Where the discrete world has the BOM, the process world has the formula. The recipe is everything. It dictates not just the ingredients and their ratios (e.g., 55% water, 20% pigment, 15% binder, 10% solvent) but also the process parameters.

These parameters are the critical instructions:

• “Mix for 20 minutes at 300 RPM.”
• “Heat to 150°C at a rate of 5°C per minute.”
• “Hold under 2 atmospheres of pressure for 45 minutes.”
• “Filter through a 10-micron screen.”

A slight deviation in a process parameter—a few extra degrees of temperature, a few minutes too long in the reactor—can ruin an entire multi-thousand-gallon batch, costing a fortune in wasted material and cleanup.

Key Characteristics:

• Focus on Yield and Purity: The primary goals are to maximize the amount of usable product from a given batch (yield) and to ensure it meets strict quality standards (purity).
• Batch or Continuous Flow: Production can be done in discrete batches (e.g., a specific “lot” of a pharmaceutical drug) or in a continuous flow (e.g., an oil refinery that runs 24/7).
• High Volume, Low Mix (Usually): Like discrete manufacturing, this often involves making huge quantities of the same product.

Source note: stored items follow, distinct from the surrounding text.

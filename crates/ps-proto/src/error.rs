//! Error types for the protocol library.
//!
//! Frame parsing itself is total and never fails; these errors cover the
//! typed views layered on top of parsed events (query responses) and the
//! login handshake.

use thiserror::Error;

/// Convenience type alias for Results using [`ProtocolError`].
pub type Result<T, E = ProtocolError> = std::result::Result<T, E>;

/// Errors raised when interpreting a parsed event.
#[derive(Debug, Error)]
#[non_exhaustive]
pub enum ProtocolError {
    /// The event had a different type than the view expected.
    #[error("expected a `{expected}` event, got `{actual}`")]
    UnexpectedEvent {
        /// The event type the caller asked for.
        expected: &'static str,
        /// The event type actually received.
        actual: String,
    },

    /// A required positional field was missing.
    #[error("`{kind}` event is missing field {index}")]
    MissingField {
        /// The event type.
        kind: String,
        /// Zero-based index of the missing argument.
        index: usize,
    },

    /// A JSON payload could not be decoded.
    #[error("invalid JSON payload: {0}")]
    Json(#[from] serde_json::Error),
}

/// Login handshake failures.
///
/// Every variant is fatal to the current session.
#[derive(Debug, Clone, PartialEq, Eq, Error)]
pub enum LoginError {
    /// The login server answered with an `actionerror`.
    #[error("login rejected: {0}")]
    Rejected(String),

    /// The response carried no assertion at all.
    #[error("unexpected login response (missing assertion): {0}")]
    MissingAssertion(String),

    /// The assertion started with the `;;` escape; the remainder is the reason.
    #[error("login refused: {0}")]
    Refused(String),

    /// The response body was not valid JSON after stripping the prefix byte.
    #[error("malformed login response: {0}")]
    Malformed(String),

    /// A `challstr` event did not carry a key and a challenge.
    #[error("malformed challenge: {0}")]
    BadChallenge(String),
}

An RM Case Study: The Pharmaceutical Impeller

My factory, RM, is a discrete manufacturer. We don’t mix chemicals. But just like with the medical device company, we are a critical supplier to the process industries. This is where the two worlds collide in fascinating ways.

We were approached by a major pharmaceutical company that was developing a new biologic drug. They needed a custom-designed mixing impeller for their 2,000-liter stainless steel bioreactor. This is the “propeller” that gently stirs the sensitive cell culture as the drug is being created.

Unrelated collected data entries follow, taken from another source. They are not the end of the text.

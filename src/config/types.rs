//! Core configuration types and loading.

use std::path::{Path, PathBuf};
use std::time::Duration;

use ps_proto::LoginSettings;
use serde::Deserialize;
use thiserror::Error;

use super::defaults::{
    default_command_token, default_host, default_log_level, default_login_url, default_port,
    default_query_timeout_ms, default_reconnect_delay_secs, default_send_delay_ms,
};

/// Configuration errors.
#[derive(Debug, Error)]
pub enum ConfigError {
    #[error("failed to read config file: {0}")]
    Io(#[from] std::io::Error),
    #[error("failed to parse config: {0}")]
    Parse(#[from] toml::de::Error),
    #[error("failed to encode saved rooms: {0}")]
    Json(#[from] serde_json::Error),
}

/// Bot configuration.
#[derive(Debug, Clone, Deserialize)]
pub struct Config {
    /// Account and behavior settings.
    pub bot: BotConfig,
    /// Upstream server connection settings.
    #[serde(default)]
    pub server: ServerConfig,
    /// Login server settings.
    #[serde(default)]
    pub login: LoginConfig,
    /// Logging settings.
    #[serde(default)]
    pub log: LogConfig,
}

impl Config {
    /// Load configuration from a TOML file.
    pub fn load<P: AsRef<Path>>(path: P) -> Result<Self, ConfigError> {
        let content = std::fs::read_to_string(path)?;
        let config: Config = toml::from_str(&content)?;
        Ok(config)
    }
}

/// Account identity and behavior.
#[derive(Debug, Clone, Deserialize)]
pub struct BotConfig {
    /// Account name the bot logs in as.
    pub name: String,
    /// Account password. Unregistered names log in without one.
    #[serde(default)]
    pub pass: Option<String>,
    /// Rooms joined after login.
    #[serde(default)]
    pub rooms: Vec<String>,
    /// Where rooms joined at runtime are saved. Defaults to `rooms.json`
    /// next to the config file.
    #[serde(default)]
    pub rooms_file: Option<PathBuf>,
    /// Status message set after login.
    #[serde(default)]
    pub status: Option<String>,
    /// Avatar set after login.
    #[serde(default)]
    pub avatar: Option<String>,
    /// Prefix marking a chat line as a command (default: "!").
    #[serde(default = "default_command_token")]
    pub command_token: String,
    /// User ids allowed to run sysop-only commands.
    #[serde(default)]
    pub sysops: Vec<String>,
}

impl BotConfig {
    /// Settings for the login state machine.
    pub fn login_settings(&self) -> LoginSettings {
        LoginSettings {
            name: self.name.clone(),
            pass: self.pass.clone(),
            rooms: self.rooms.clone(),
            avatar: self.avatar.clone(),
            status: self.status.clone(),
        }
    }
}

/// Upstream server connection.
#[derive(Debug, Clone, Deserialize)]
pub struct ServerConfig {
    /// Server host. A bare name without a dot expands to `<name>.psim.us`.
    #[serde(default = "default_host")]
    pub host: String,
    /// Server port (default: 443).
    #[serde(default = "default_port")]
    pub port: u16,
    /// Force `wss` on a port other than 443.
    #[serde(default)]
    pub secure: bool,
    /// Deliver transient transport errors as events instead of ending the session.
    #[serde(default)]
    pub recover_errors: bool,
    /// Minimum delay between outbound frames in milliseconds (default: 100).
    #[serde(default = "default_send_delay_ms")]
    pub send_delay_ms: u64,
    /// Delay before reconnecting after the session ends, in seconds (default: 60).
    #[serde(default = "default_reconnect_delay_secs")]
    pub reconnect_delay_secs: u64,
    /// Per-query timeout in milliseconds; 0 waits forever (default: 5000).
    #[serde(default = "default_query_timeout_ms")]
    pub query_timeout_ms: u64,
}

impl Default for ServerConfig {
    fn default() -> Self {
        Self {
            host: default_host(),
            port: default_port(),
            secure: false,
            recover_errors: false,
            send_delay_ms: default_send_delay_ms(),
            reconnect_delay_secs: default_reconnect_delay_secs(),
            query_timeout_ms: default_query_timeout_ms(),
        }
    }
}

impl ServerConfig {
    /// WebSocket URL for this server.
    pub fn url(&self) -> String {
        let host = if self.host.contains('.') {
            self.host.clone()
        } else {
            format!("{}.psim.us", self.host)
        };
        let scheme = if self.secure || self.port == 443 {
            "wss"
        } else {
            "ws"
        };
        format!("{scheme}://{host}:{}/showdown/websocket", self.port)
    }

    pub fn send_delay(&self) -> Duration {
        Duration::from_millis(self.send_delay_ms)
    }

    pub fn reconnect_delay(&self) -> Duration {
        Duration::from_secs(self.reconnect_delay_secs)
    }

    /// `None` when queries wait forever.
    pub fn query_timeout(&self) -> Option<Duration> {
        (self.query_timeout_ms > 0).then(|| Duration::from_millis(self.query_timeout_ms))
    }
}

/// Login server configuration.
#[derive(Debug, Clone, Deserialize)]
pub struct LoginConfig {
    /// Action endpoint receiving the credential exchange.
    #[serde(default = "default_login_url")]
    pub url: String,
}

impl Default for LoginConfig {
    fn default() -> Self {
        Self {
            url: default_login_url(),
        }
    }
}

/// Log output format.
#[derive(Debug, Clone, Copy, Default, PartialEq, Eq, Deserialize)]
#[serde(rename_all = "lowercase")]
pub enum LogFormat {
    #[default]
    Text,
    Json,
}

/// Logging configuration. `RUST_LOG` takes precedence over `level`.
#[derive(Debug, Clone, Deserialize)]
pub struct LogConfig {
    #[serde(default = "default_log_level")]
    pub level: String,
    #[serde(default)]
    pub format: LogFormat,
}

impl Default for LogConfig {
    fn default() -> Self {
        Self {
            level: default_log_level(),
            format: LogFormat::default(),
        }
    }
}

This single part was a masterclass in the demands of process manufacturing:

1. Material is Law: The impeller had to be made from a specific grade of stainless steel: 316L. We had to provide full material traceability certificates (called MTRs) that tracked our specific bar of steel all the way back to the mill where it was forged. This is non-negotiable in the pharma world. If they can’t prove exactly what’s in the tank, the entire multi-million dollar batch of drugs gets thrown away.
2. The Process Dictates the Design: The client didn’t just give us a drawing; they gave us a list of process requirements. The impeller could not have any sharp internal corners or crevices where bacteria could hide. All surfaces had to be polished to a mirror finish (a specific Ra 0.4 µm) to ensure it could be perfectly cleaned and sterilized. The welds had to be smooth and seamless for the same reason.
3. The Cost of Failure: We spent over 200 hours of programming, machining, and polishing to create this one-of-a-kind, $65,000 impeller. It sounds expensive, but not when you consider it was being used to stir a batch of medicine worth over $5 million. If our impeller failed, shed a microscopic piece of metal, or couldn’t be cleaned properly, it would contaminate the entire batch.

In this case, our discrete part was a critical component in their process system. We had to understand their world—the world of recipes, purity, and validation—to manufacture our part correctly.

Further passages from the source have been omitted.